We also know that women held, seized, and wielded positions of power--and challenged people in power-- in the diplomatic, military, and economic spheres in every era and period of history… And yet somehow, those women, and their stories, are absent from our cultural understanding of those eras and periods of history. Women have been and continue to be monarchs, empresses, and presidents all over the world throughout history. Women, especially poor women, have always worked outside the home. In some cases, the ONLY histories that we have from certain times and places were written by and often about women.
Beginning in the mid-twentieth century women’s history programs emerged across college campuses around the world, and the field of women’s history was born. Today, so much research and scholarship is available to us, but so little has trickled down to the primary and secondary classrooms, which remain devoid of women’s stories. Today only 40% of secondary history teachers are women (University of Connecticut), and only 35% of PhD’s in history (Slate). Of those male historians, only 6% choose to write about women (Slate) and only 7% of outdoor statues in the US recognize the accomplishments of women (Smithsonian). 28% of recent biographies are about women (Slate). In textbooks men are named at four times the rate of women (Eckert– I counted), the state standards are a bit better naming women at a rate of one for every three men (National Women’s History Museum). Less than a quarter of historic figures listed in state standards are women (National Women’s History Museum), and most secondary educators teach about women less than once a month (Cicely Scheiner-Fisher)! But they don’t have to. Despite the grim statistics, so much is now known about women’s history and it’s a failure of the process of educating educators that so little about women’s history is known.
Women’s history gives us a window into the broader study of gender and sexuality over time. Inclusive women’s history opens the door and encompasses the study of gender and sexuality nonconforming people. It allows us to reevaluate the gendered biases in the study of history and to truly examine sources, cultures, and communities. Why do so many historians draw the biased conclusion that skeletons buried with weapons were male? Because the historical profession is dominated by male historians living in their world with their gender assumptions and biases. But across time, culture, and communities gender dynamics differ… here we can study that.
Our videos will serve as a foundation for further exploration. We will introduce you to some of the major players and a few lesser known ones. We will help you see some of the major issues and debates that rattled women and women’s movements through time. Our videos will spark further study and curiosity. Once you know what types of things are there… you will have to look deeper.

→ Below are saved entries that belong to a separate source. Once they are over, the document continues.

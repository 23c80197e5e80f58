//! Northern Trickle - a realtime multiplayer session server over WebSockets
//!
//! This library provides the connection hub, the per-connection pumps,
//! token-based admission and the event dispatcher that applies movement,
//! collision and combat to a shared account registry.

pub mod auth;
pub mod config;
pub mod constants;
pub mod core;
pub mod error;
pub mod handlers;
pub mod storage;

// Re-export main components
pub use config::ServerConfig;
pub use constants::*;
pub use error::{Result, TrickleError};
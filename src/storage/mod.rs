//! Account storage and its on-disk snapshot

pub mod accounts;
pub mod snapshot;

pub use accounts::{Account, AccountRegistry, AccountView, Accounts};
//! Core functionality for the game server

pub mod connection;
pub mod event;
pub mod game;
pub mod geometry;
pub mod hub;
pub mod server;

// Re-export main components for convenience
pub use connection::{Connection, ConnectionId};
pub use event::{decode_event, Action, Event, EventKind, Outbound};
pub use geometry::{Arena, Direction, Rect};
pub use hub::{create_hub, Hub, HubHandle};
pub use server::ServerState;
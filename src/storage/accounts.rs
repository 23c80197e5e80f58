//! In-memory account registry
//!
//! Accounts are kept in a `BTreeMap` keyed by id so that every pass over
//! the registry (collision checks, snapshots) walks them in the same order.
//! All mutation goes through the registry's write lock, which serializes
//! concurrent events that touch the same account.

use chrono::{DateTime, Utc};
use serde::{Deserialize, Serialize};
use std::collections::BTreeMap;
use std::sync::Arc;
use tokio::sync::{RwLock, RwLockReadGuard, RwLockWriteGuard};
use uuid::Uuid;

use crate::constants::{ACCOUNT_HEIGHT, ACCOUNT_WIDTH, MAX_USERNAME_LENGTH, STARTING_HEALTH};
use crate::core::event::PositionView;
use crate::core::geometry::{Direction, Rect};
use crate::error::{Result, TrickleError};

/// A player account and its live game state
#[derive(Debug, Clone, PartialEq, Serialize, Deserialize)]
pub struct Account {
    pub id: String,
    pub username: String,
    pub password_hash: String,
    pub health: u32,
    pub position: Rect,
    pub facing: Direction,
    pub created_at: DateTime<Utc>,
}

impl Account {
    /// Creates a fresh account at the spawn point with full health
    pub fn new(username: String, password_hash: String) -> Self {
        Self {
            id: Uuid::new_v4().to_string(),
            username,
            password_hash,
            health: STARTING_HEALTH,
            position: Rect::new(0.0, 0.0, ACCOUNT_WIDTH, ACCOUNT_HEIGHT),
            facing: Direction::default(),
            created_at: Utc::now(),
        }
    }

    /// Public projection, safe to hand to clients
    pub fn view(&self) -> AccountView {
        AccountView {
            id: self.id.clone(),
            username: self.username.clone(),
            attributes: Attributes { health: self.health },
            position: PositionView::new(&self.position, self.facing),
        }
    }
}

#[derive(Debug, Clone, Serialize, Deserialize)]
pub struct Attributes {
    pub health: u32,
}

/// Account as returned by the HTTP API
#[derive(Debug, Clone, Serialize, Deserialize)]
pub struct AccountView {
    pub id: String,
    pub username: String,
    pub attributes: Attributes,
    pub position: PositionView,
}

/// The account table itself. Only reachable through an `AccountRegistry`
/// guard, so holding `&mut Accounts` means holding the write lock.
#[derive(Debug, Default)]
pub struct Accounts {
    by_id: BTreeMap<String, Account>,
}

impl Accounts {
    pub fn new() -> Self {
        Self::default()
    }

    pub fn from_accounts(accounts: Vec<Account>) -> Self {
        Self {
            by_id: accounts.into_iter().map(|a| (a.id.clone(), a)).collect(),
        }
    }

    pub fn get(&self, id: &str) -> Option<&Account> {
        self.by_id.get(id)
    }

    pub fn get_mut(&mut self, id: &str) -> Option<&mut Account> {
        self.by_id.get_mut(id)
    }

    pub fn contains(&self, id: &str) -> bool {
        self.by_id.contains_key(id)
    }

    pub fn find_by_username(&self, username: &str) -> Option<&Account> {
        self.by_id.values().find(|a| a.username == username)
    }

    /// Insert a new account, refusing display names already in use
    pub fn insert(&mut self, account: Account) -> Result<()> {
        if self.find_by_username(&account.username).is_some() {
            return Err(TrickleError::UsernameTaken(account.username));
        }
        self.by_id.insert(account.id.clone(), account);
        Ok(())
    }

    pub fn remove(&mut self, id: &str) -> Option<Account> {
        self.by_id.remove(id)
    }

    pub fn iter(&self) -> impl Iterator<Item = &Account> {
        self.by_id.values()
    }

    pub fn len(&self) -> usize {
        self.by_id.len()
    }

    pub fn is_empty(&self) -> bool {
        self.by_id.is_empty()
    }

    pub fn to_vec(&self) -> Vec<Account> {
        self.by_id.values().cloned().collect()
    }
}

/// Shared handle to the account table
#[derive(Debug, Clone, Default)]
pub struct AccountRegistry {
    inner: Arc<RwLock<Accounts>>,
}

impl AccountRegistry {
    pub fn new() -> Self {
        Self::default()
    }

    pub fn with_accounts(accounts: Vec<Account>) -> Self {
        Self {
            inner: Arc::new(RwLock::new(Accounts::from_accounts(accounts))),
        }
    }

    pub async fn read(&self) -> RwLockReadGuard<'_, Accounts> {
        self.inner.read().await
    }

    pub async fn write(&self) -> RwLockWriteGuard<'_, Accounts> {
        self.inner.write().await
    }

    /// Create an account with a unique display name
    pub async fn create(&self, username: &str, password_hash: String) -> Result<Account> {
        let username = username.trim();
        if username.is_empty() {
            return Err(TrickleError::ValidationError("username cannot be empty".to_string()));
        }
        if username.chars().count() > MAX_USERNAME_LENGTH {
            return Err(TrickleError::ValidationError(format!(
                "username longer than {} characters",
                MAX_USERNAME_LENGTH
            )));
        }

        let account = Account::new(username.to_string(), password_hash);
        self.write().await.insert(account.clone())?;
        Ok(account)
    }

    pub async fn get(&self, id: &str) -> Result<Account> {
        self.read()
            .await
            .get(id)
            .cloned()
            .ok_or_else(|| TrickleError::AccountNotFound(id.to_string()))
    }

    pub async fn find_by_username(&self, username: &str) -> Result<Account> {
        self.read()
            .await
            .find_by_username(username)
            .cloned()
            .ok_or_else(|| TrickleError::AccountNotFound(username.to_string()))
    }

    pub async fn contains(&self, id: &str) -> bool {
        self.read().await.contains(id)
    }

    pub async fn snapshot(&self) -> Vec<Account> {
        self.read().await.to_vec()
    }

    pub async fn count(&self) -> usize {
        self.read().await.len()
    }
}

By the end of our series, you will see the myriad ways women transformed and were transformed, not just traditional “women’s topics” but all of history. In every topic and theme in history, if you don’t know their names already, I challenge you to assume women were there and ask, “Where are the women?” And research it. Imagine a world where people of all genders know the significance and history of women and the ways that gender and sexuality have created our own gendered dynamics. Imagine the ways that this deep understanding of gender can create gender equity.